Nov. 1, 2013
By Steve Grinczel, MSUSpartans.com Online Columnist | @GrinzOnGreen
EAST LANSING, Mich. - Darqueze Dennard established the No-Fly Zone over Michigan State's defensive secondary last spring.
It has been highly successful at deterring aerial incursions through the first eight games while leading the Big Ten in pass defense. The Spartans are allowing a league-low 160.6 yards through the air with a league-high pass-defense efficiency rating of 168.7.
Dennard, fellow cornerback Trae Waynes, strong safety Isaiah Lewis and free safety Kurtis Drummond are wary of an explosive threat that will be aimed directly at them when Michigan visits Spartan Stadium on Saturday.
Jeremy Gallon, the Wolverines' 5-foot-8, 184-pound wide receiver, is coming off a Big Ten-record, 369-yard performance (on 14 catches) in the 63-47 win against Indiana. He also had two touchdowns against the Hoosiers and is second in the league with 118.7 yards per game.
"I've been seeing him since 2011 when we played them," Dennard said. "He's a small guy, he's not that big, but he's a quick-twitch guy. He's fast, runs good routes and he's breaking well. He got a lot of balls thrown his way (against Indiana). He made a couple of great catches and runs as he catches, and he's a good player."
Keeping receivers like Gallon from getting under MSU's radar is why Dennard saw the need to create the No-Fly Zone to complement the rush defense.
"I did a lot of film study, and a lot of those games that we lost last year pretty much fell down on (the defensive backfield)," Dennard said. "In the spring I didn't participate, but I pretty much talked to my guys every day and went into the meeting room, and I said, `Hey, at the end of the day, this year is all going to come down to us because everybody knows what our front seven is going to do with (linebackers) Max Bullough and Denicos (Allen) and all those guys up front.
"So, that's how the No-Fly Zone came in - just basically me just telling them (opponents) can't pass on us. That's the way we're going to win games, just locking them down. We've got a lot more plays left to be made."
And, it would appear the Spartans will get plenty of opportunities against the Wolverines, who are third in the Big Ten with 262.6 passing yards per game.
Like his predecessor, Denard Robinson, U-M quarterback Devin Gardner is a threat to pass or run and leads the league in total offense (328.4). He's second in the league with a 254.1-yard passing average, by just 0.8 yards, and in touchdown passes with 13. He also has thrown 10 interceptions, the most in the conference.
"I think the difference is, Devin Gardner is a bigger guy," Dennard said. "He's more of a pro-type quarterback, as well. He can run and I'd say he throws a better ball than Denard. "He reads more coverage and he's a student of the game. I tip my hat to him because you can tell from watching film he watches what's going on, tries to read the defense and does a good job with that."

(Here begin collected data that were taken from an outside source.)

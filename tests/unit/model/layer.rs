use super::*;
use crate::model::element::{Element, TextElement, TextStyle};

#[test]
fn create_layer_defaults() {
    let l = create_layer("Text Layer", 3);
    assert_eq!(l.name, "Text Layer");
    assert_eq!(l.z_index, 3);
    assert!(l.visible);
    assert_eq!(l.opacity, 1.0);
    assert_eq!(l.blend_mode, BlendMode::Normal);
    assert!(l.elements.is_empty());
}

#[test]
fn layer_ids_are_unique() {
    let a = create_layer("a", 0);
    let b = create_layer("a", 0);
    assert_ne!(a.id, b.id);
}

#[test]
fn paint_order_is_stable_on_ties_and_skips_hidden() {
    let mut layers = vec![
        create_layer("a", 1),
        create_layer("b", 0),
        create_layer("c", 1),
        create_layer("d", -5),
    ];
    layers[3].visible = false;
    assert_eq!(paint_order(&layers), vec![1, 0, 2]);
}

#[test]
fn blend_mode_names_round_trip() {
    assert_eq!(BlendMode::Normal.composite_op(), "source-over");
    assert_eq!(BlendMode::from_name(None), Some(BlendMode::Normal));
    assert_eq!(BlendMode::from_name(Some("")), Some(BlendMode::Normal));
    assert_eq!(
        BlendMode::from_name(Some("color-dodge")),
        Some(BlendMode::ColorDodge)
    );
    assert_eq!(BlendMode::from_name(Some("plasma")), None);

    let json = serde_json::to_string(&BlendMode::HardLight).unwrap();
    assert_eq!(json, "\"hard-light\"");
    assert!(serde_json::from_str::<BlendMode>("\"plasma\"").is_err());
}

#[test]
fn element_lookup_by_id() {
    let text = TextElement::new("hi", 1.0, 2.0, TextStyle::default());
    let id = text.id;
    let layer = create_layer("t", 0).with_element(Element::Text(text));
    assert!(layer.has_text());
    assert!(!layer.has_animation());
    assert_eq!(layer.element_index(id), Some(0));
}
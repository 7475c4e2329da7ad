use std::fs::File;
use std::io::BufWriter;
use std::path::Path;

use anyhow::Context;

use crate::config::EditorConfig;
use crate::export::sink::{FrameSink, GifSink, SinkConfig, encode_png_rgba8};
use crate::foundation::error::CanvasResult;
use crate::model::element::Element;
use crate::model::layer::Layer;
use crate::render::compositor::{Compositor, CompositorOpts};
use crate::render::surface::Surface;
use crate::store::state::CanvasState;

/// `<configured default name>.<ext>`
pub fn default_file_name(config: &EditorConfig, ext: &str) -> String {
    config.default_file_name(ext)
}

/// PNG bytes of a rendered surface.
pub fn encode_png(surface: &Surface) -> CanvasResult<Vec<u8>> {
    encode_png_rgba8(surface.width(), surface.height(), &surface.to_straight_rgba8())
}

fn snapshot(layers: &[Layer], width: u32, height: u32) -> CanvasState {
    let mut state = CanvasState::with_size(width, height);
    state.layers = layers.to_vec();
    state
}

/// Render `layers` once off-screen and encode as PNG.
#[tracing::instrument(skip(compositor, layers), fields(layers = layers.len()))]
pub fn export_static(
    compositor: &mut Compositor,
    layers: &[Layer],
    width: u32,
    height: u32,
) -> CanvasResult<Vec<u8>> {
    let mut surface = Surface::new(width, height)?;
    compositor.render_with(&mut surface, &snapshot(layers, width, height), CompositorOpts::export())?;
    encode_png(&surface)
}

pub fn export_static_file(
    compositor: &mut Compositor,
    layers: &[Layer],
    width: u32,
    height: u32,
    path: &Path,
) -> CanvasResult<()> {
    let bytes = export_static(compositor, layers, width, height)?;
    std::fs::write(path, bytes).with_context(|| format!("write '{}'", path.display()))?;
    tracing::info!(path = %path.display(), "exported png");
    Ok(())
}

/// Render `frame_count` frames into `sink`.
///
/// Frame `i` shows every animated element at `i % its frame count`. The caller's layers are not
/// modified.
#[tracing::instrument(skip(compositor, layers, sink), fields(layers = layers.len()))]
pub fn export_gif(
    compositor: &mut Compositor,
    layers: &[Layer],
    width: u32,
    height: u32,
    frame_count: usize,
    frame_delay_ms: u32,
    sink: &mut dyn FrameSink,
) -> CanvasResult<()> {
    let mut state = snapshot(layers, width, height);
    let mut surface = Surface::new(width, height)?;

    sink.begin(SinkConfig {
        width,
        height,
        frame_delay_ms,
        frame_count,
    })?;
    for frame in 0..frame_count {
        set_animation_frame(&mut state.layers, frame);
        compositor.render_with(&mut surface, &state, CompositorOpts::export())?;
        sink.push_frame(frame, &surface.to_frame())?;
    }
    sink.end()
}

pub fn export_gif_file(
    compositor: &mut Compositor,
    layers: &[Layer],
    width: u32,
    height: u32,
    frame_count: usize,
    frame_delay_ms: u32,
    path: &Path,
) -> CanvasResult<()> {
    let file = File::create(path).with_context(|| format!("create '{}'", path.display()))?;
    let mut sink = GifSink::new(BufWriter::new(file));
    export_gif(
        compositor,
        layers,
        width,
        height,
        frame_count,
        frame_delay_ms,
        &mut sink,
    )?;
    tracing::info!(path = %path.display(), frame_count, "exported gif");
    Ok(())
}

fn set_animation_frame(layers: &mut [Layer], frame: usize) {
    for a in layers
        .iter_mut()
        .flat_map(|l| l.elements.iter_mut())
        .filter_map(Element::as_animated_mut)
    {
        let count = a.frames.len();
        if count > 0 {
            a.current_frame = frame % count;
        }
    }
}

#[cfg(test)]
#[path = "../../tests/unit/export/exporter.rs"]
mod tests;
pub(crate) mod clock;
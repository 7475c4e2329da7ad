use std::path::Path;

use anyhow::Context;
use serde::{Deserialize, Serialize};

use crate::foundation::error::CanvasResult;
use crate::model::element::TextStyle;

/// Editor-wide defaults. Missing fields in a config file fall back to these values.
#[derive(Clone, Debug, PartialEq, Serialize, Deserialize)]
#[serde(default)]
pub struct EditorConfig {
    pub canvas_width: u32,
    pub canvas_height: u32,
    /// Export file name without extension.
    pub file_name: String,
    /// Frames written by GIF export when the caller does not specify a count.
    pub animation_frame_count: usize,
    /// Playback rate assigned to newly uploaded GIFs.
    pub gif_frame_rate: f64,
    /// Per-frame delay written into exported GIFs.
    pub export_frame_delay_ms: u32,
    /// Style applied to text added without explicit styling.
    pub text: TextStyle,
    /// Maximum undo entries kept; 0 keeps everything.
    pub history_limit: usize,
    pub resize_handle_px: f64,
    /// Smallest font size reachable by dragging the resize handle.
    pub min_font_size: f64,
    pub selection_padding_px: f64,
}

impl Default for EditorConfig {
    fn default() -> Self {
        Self {
            canvas_width: 800,
            canvas_height: 600,
            file_name: "something_broke".to_owned(),
            animation_frame_count: 60,
            gif_frame_rate: 24.0,
            export_frame_delay_ms: 100,
            text: TextStyle::default(),
            history_limit: 100,
            resize_handle_px: 10.0,
            min_font_size: 10.0,
            selection_padding_px: 4.0,
        }
    }
}

impl EditorConfig {
    pub fn from_json_str(s: &str) -> CanvasResult<Self> {
        Ok(serde_json::from_str(s)?)
    }

    pub fn from_path(path: impl AsRef<Path>) -> CanvasResult<Self> {
        let path = path.as_ref();
        let s = std::fs::read_to_string(path)
            .with_context(|| format!("read config '{}'", path.display()))?;
        Self::from_json_str(&s)
    }

    pub fn with_canvas_size(mut self, width: u32, height: u32) -> Self {
        self.canvas_width = width;
        self.canvas_height = height;
        self
    }

    pub fn with_file_name(mut self, name: impl Into<String>) -> Self {
        self.file_name = name.into();
        self
    }

    pub fn with_history_limit(mut self, limit: usize) -> Self {
        self.history_limit = limit;
        self
    }

    pub fn with_gif_frame_rate(mut self, fps: f64) -> Self {
        self.gif_frame_rate = fps;
        self
    }

    /// `<file_name>.<ext>`
    pub fn default_file_name(&self, ext: &str) -> String {
        format!("{}.{}", self.file_name, ext.trim_start_matches('.'))
    }
}

#[cfg(test)]
#[path = "../tests/unit/config.rs"]
mod tests;
use std::sync::Arc;

use serde::{Deserialize, Serialize};

use crate::foundation::core::{Position, Rgba8, Scale, Spin};
use crate::model::ids::ElementId;
use crate::model::layer::BlendMode;
use crate::model::raster::{GifAnimation, GifFrame, ImageSource};

/// Discriminant of [`Element`].
#[derive(Clone, Copy, Debug, PartialEq, Eq, Hash, Serialize, Deserialize)]
#[serde(rename_all = "snake_case")]
pub enum ElementKind {
    StaticImage,
    AnimatedImage,
    Overlay,
    Sticker,
    Text,
    Background,
}

/// Smallest drawable unit of a layer.
#[derive(Clone, Debug, PartialEq, Serialize, Deserialize)]
#[serde(tag = "kind", rename_all = "snake_case")]
pub enum Element {
    StaticImage(ImageElement),
    AnimatedImage(AnimatedImageElement),
    Overlay(OverlayElement),
    Sticker(ImageElement),
    Text(TextElement),
    Background(BackgroundElement),
}

impl Element {
    pub fn id(&self) -> ElementId {
        match self {
            Self::StaticImage(e) | Self::Sticker(e) => e.id,
            Self::AnimatedImage(e) => e.id,
            Self::Overlay(e) => e.id,
            Self::Text(e) => e.id,
            Self::Background(e) => e.id,
        }
    }

    pub fn kind(&self) -> ElementKind {
        match self {
            Self::StaticImage(_) => ElementKind::StaticImage,
            Self::AnimatedImage(_) => ElementKind::AnimatedImage,
            Self::Overlay(_) => ElementKind::Overlay,
            Self::Sticker(_) => ElementKind::Sticker,
            Self::Text(_) => ElementKind::Text,
            Self::Background(_) => ElementKind::Background,
        }
    }

    pub fn is_text(&self) -> bool {
        matches!(self, Self::Text(_))
    }

    pub fn as_text(&self) -> Option<&TextElement> {
        match self {
            Self::Text(t) => Some(t),
            _ => None,
        }
    }

    pub fn as_text_mut(&mut self) -> Option<&mut TextElement> {
        match self {
            Self::Text(t) => Some(t),
            _ => None,
        }
    }

    pub fn as_animated(&self) -> Option<&AnimatedImageElement> {
        match self {
            Self::AnimatedImage(a) => Some(a),
            _ => None,
        }
    }

    pub fn as_animated_mut(&mut self) -> Option<&mut AnimatedImageElement> {
        match self {
            Self::AnimatedImage(a) => Some(a),
            _ => None,
        }
    }

    pub fn image_source(&self) -> Option<&ImageSource> {
        match self {
            Self::StaticImage(e) | Self::Sticker(e) => Some(&e.image),
            Self::Overlay(e) => Some(&e.image),
            Self::Background(e) => Some(&e.image),
            Self::AnimatedImage(_) | Self::Text(_) => None,
        }
    }

    /// Image slot for raster-backed kinds.
    pub fn image_source_mut(&mut self) -> Option<&mut ImageSource> {
        match self {
            Self::StaticImage(e) | Self::Sticker(e) => Some(&mut e.image),
            Self::Overlay(e) => Some(&mut e.image),
            Self::Background(e) => Some(&mut e.image),
            Self::AnimatedImage(_) | Self::Text(_) => None,
        }
    }

    pub fn position(&self) -> Position {
        match self {
            Self::StaticImage(e) | Self::Sticker(e) => e.position,
            Self::AnimatedImage(e) => e.position,
            Self::Overlay(e) => e.position,
            Self::Text(e) => e.position,
            Self::Background(_) => Position::default(),
        }
    }

    /// Move the element; backgrounds are pinned to the canvas and ignore this.
    pub fn set_position(&mut self, position: Position) {
        match self {
            Self::StaticImage(e) | Self::Sticker(e) => e.position = position,
            Self::AnimatedImage(e) => e.position = position,
            Self::Overlay(e) => e.position = position,
            Self::Text(e) => e.position = position,
            Self::Background(_) => {}
        }
    }
}

/// Raster element used for static images and stickers.
#[derive(Clone, Debug, PartialEq, Serialize, Deserialize)]
pub struct ImageElement {
    pub id: ElementId,
    pub image: ImageSource,
    #[serde(default)]
    pub position: Position,
    #[serde(default)]
    pub scale: Scale,
    /// Static rotation in degrees.
    #[serde(default)]
    pub rotation: f64,
}

impl ImageElement {
    pub fn new(image: ImageSource) -> Self {
        Self {
            id: ElementId::new(),
            image,
            position: Position::default(),
            scale: Scale::default(),
            rotation: 0.0,
        }
    }

    pub fn at(mut self, x: f64, y: f64) -> Self {
        self.position = Position::new(x, y);
        self
    }

    pub fn scaled(mut self, scale: Scale) -> Self {
        self.scale = scale;
        self
    }

    pub fn rotated(mut self, degrees: f64) -> Self {
        self.rotation = degrees;
        self
    }
}

/// GIF frame sequence with playback progress.
///
/// `frames` is runtime-only; persisted state keeps `src` so the GIF can be decoded again.
#[derive(Clone, Debug, PartialEq, Serialize, Deserialize)]
pub struct AnimatedImageElement {
    pub id: ElementId,
    #[serde(default)]
    pub src: String,
    #[serde(skip)]
    pub frames: Arc<Vec<GifFrame>>,
    pub frame_rate: f64,
    #[serde(default)]
    pub current_frame: usize,
    /// Milliseconds accumulated since the last frame advance.
    #[serde(default)]
    pub frame_elapsed: f64,
    #[serde(default)]
    pub position: Position,
    #[serde(default)]
    pub scale: Scale,
    #[serde(default)]
    pub spin: Option<Spin>,
}

impl AnimatedImageElement {
    pub fn new(src: impl Into<String>, anim: GifAnimation, frame_rate: f64) -> Self {
        Self {
            id: ElementId::new(),
            src: src.into(),
            frames: Arc::new(anim.frames),
            frame_rate,
            current_frame: 0,
            frame_elapsed: 0.0,
            position: Position::default(),
            scale: Scale::default(),
            spin: None,
        }
    }

    pub fn with_spin(mut self, spin: Spin) -> Self {
        self.spin = Some(spin);
        self
    }

    pub fn at(mut self, x: f64, y: f64) -> Self {
        self.position = Position::new(x, y);
        self
    }

    pub fn frame_count(&self) -> usize {
        self.frames.len()
    }

    /// Milliseconds each frame stays on screen; `None` for a non-positive or non-finite rate.
    pub fn frame_duration_ms(&self) -> Option<f64> {
        if self.frame_rate.is_finite() && self.frame_rate > 0.0 {
            Some(1000.0 / self.frame_rate)
        } else {
            None
        }
    }

    /// Current rotation in degrees (0 when not spinning).
    pub fn angle(&self) -> f64 {
        self.spin.map(|s| s.current_angle).unwrap_or(0.0)
    }

    pub fn current(&self) -> Option<&GifFrame> {
        self.frames.get(self.current_frame)
    }
}

/// Full-canvas raster painted with its own blend mode.
#[derive(Clone, Debug, PartialEq, Serialize, Deserialize)]
pub struct OverlayElement {
    pub id: ElementId,
    pub image: ImageSource,
    #[serde(default)]
    pub position: Position,
    #[serde(default)]
    pub scale: Scale,
    #[serde(default)]
    pub rotation: f64,
    #[serde(default)]
    pub blend_mode: BlendMode,
}

impl OverlayElement {
    pub fn new(image: ImageSource, blend_mode: BlendMode) -> Self {
        Self {
            id: ElementId::new(),
            image,
            position: Position::default(),
            scale: Scale::default(),
            rotation: 0.0,
            blend_mode,
        }
    }
}

/// Base image fitted inside the canvas, preserving aspect ratio.
#[derive(Clone, Debug, PartialEq, Serialize, Deserialize)]
pub struct BackgroundElement {
    pub id: ElementId,
    pub image: ImageSource,
}

impl BackgroundElement {
    pub fn new(image: ImageSource) -> Self {
        Self {
            id: ElementId::new(),
            image,
        }
    }
}

#[derive(Clone, Copy, Debug, Default, PartialEq, Eq, Serialize, Deserialize)]
#[serde(rename_all = "lowercase")]
pub enum TextAlign {
    Left,
    Right,
    #[default]
    Center,
    Start,
    End,
}

#[derive(Clone, Copy, Debug, Default, PartialEq, Eq, Serialize, Deserialize)]
#[serde(rename_all = "lowercase")]
pub enum TextBaseline {
    Top,
    Hanging,
    #[default]
    Middle,
    Alphabetic,
    Ideographic,
    Bottom,
}

#[derive(Clone, Copy, Debug, Default, PartialEq, Eq, Serialize, Deserialize)]
#[serde(rename_all = "lowercase")]
pub enum FontStyle {
    #[default]
    Normal,
    Italic,
    Oblique,
}

/// CSS-style numeric font weight. Deserializes from a number or `"normal"` / `"bold"`.
#[derive(Clone, Copy, Debug, PartialEq, Eq, Serialize)]
#[serde(transparent)]
pub struct FontWeight(pub u16);

impl FontWeight {
    pub const NORMAL: Self = Self(400);
    pub const BOLD: Self = Self(700);
}

impl Default for FontWeight {
    fn default() -> Self {
        Self::BOLD
    }
}

impl<'de> Deserialize<'de> for FontWeight {
    fn deserialize<D>(deserializer: D) -> Result<Self, D::Error>
    where
        D: serde::Deserializer<'de>,
    {
        #[derive(Deserialize)]
        #[serde(untagged)]
        enum Repr {
            Num(u16),
            Name(String),
        }

        match Repr::deserialize(deserializer)? {
            Repr::Num(n) => Ok(Self(n.clamp(1, 1000))),
            Repr::Name(s) => match s.trim().to_ascii_lowercase().as_str() {
                "normal" => Ok(Self::NORMAL),
                "bold" => Ok(Self::BOLD),
                "lighter" => Ok(Self(300)),
                "bolder" => Ok(Self(900)),
                other => other
                    .parse::<u16>()
                    .map(|n| Self(n.clamp(1, 1000)))
                    .map_err(|_| serde::de::Error::custom(format!("invalid font weight \"{s}\""))),
            },
        }
    }
}

/// Font and paint settings of a text element.
#[derive(Clone, Debug, PartialEq, Serialize, Deserialize)]
#[serde(default)]
pub struct TextStyle {
    pub font_family: String,
    pub font_size: f64,
    pub font_weight: FontWeight,
    pub font_style: FontStyle,
    pub color: Rgba8,
    pub align: TextAlign,
    pub baseline: TextBaseline,
}

impl Default for TextStyle {
    fn default() -> Self {
        Self {
            font_family: "Arial".to_owned(),
            font_size: 32.0,
            font_weight: FontWeight::BOLD,
            font_style: FontStyle::Normal,
            color: Rgba8::BLACK,
            align: TextAlign::Center,
            baseline: TextBaseline::Middle,
        }
    }
}

/// Editable text label.
#[derive(Clone, Debug, PartialEq, Serialize, Deserialize)]
pub struct TextElement {
    pub id: ElementId,
    pub text: String,
    #[serde(default)]
    pub position: Position,
    #[serde(default)]
    pub rotation: f64,
    #[serde(default)]
    pub scale: Scale,
    #[serde(default)]
    pub style: TextStyle,
}

impl TextElement {
    pub fn new(text: impl Into<String>, x: f64, y: f64, style: TextStyle) -> Self {
        Self {
            id: ElementId::new(),
            text: text.into(),
            position: Position::new(x, y),
            rotation: 0.0,
            scale: Scale::default(),
            style,
        }
    }
}

#[cfg(test)]
#[path = "../../tests/unit/model/element.rs"]
mod tests;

Nevertheless, Dennard likes the defense's chances of getting the ball back into the offense's hands by creating turnovers as MSU goes for what would be a third consecutive win over Michigan at Spartan Stadium for the first time in school history.
"I know the No-Fly Zone back there, we're kind of happy," Dennard said. "He throws the ball a lot, he's got a lot of faith in his receivers and we're going to have a lot of opportunities to make plays on the ball.
"I know me and the rest of the guys in the secondary, and on the defense, are just ready to make plays."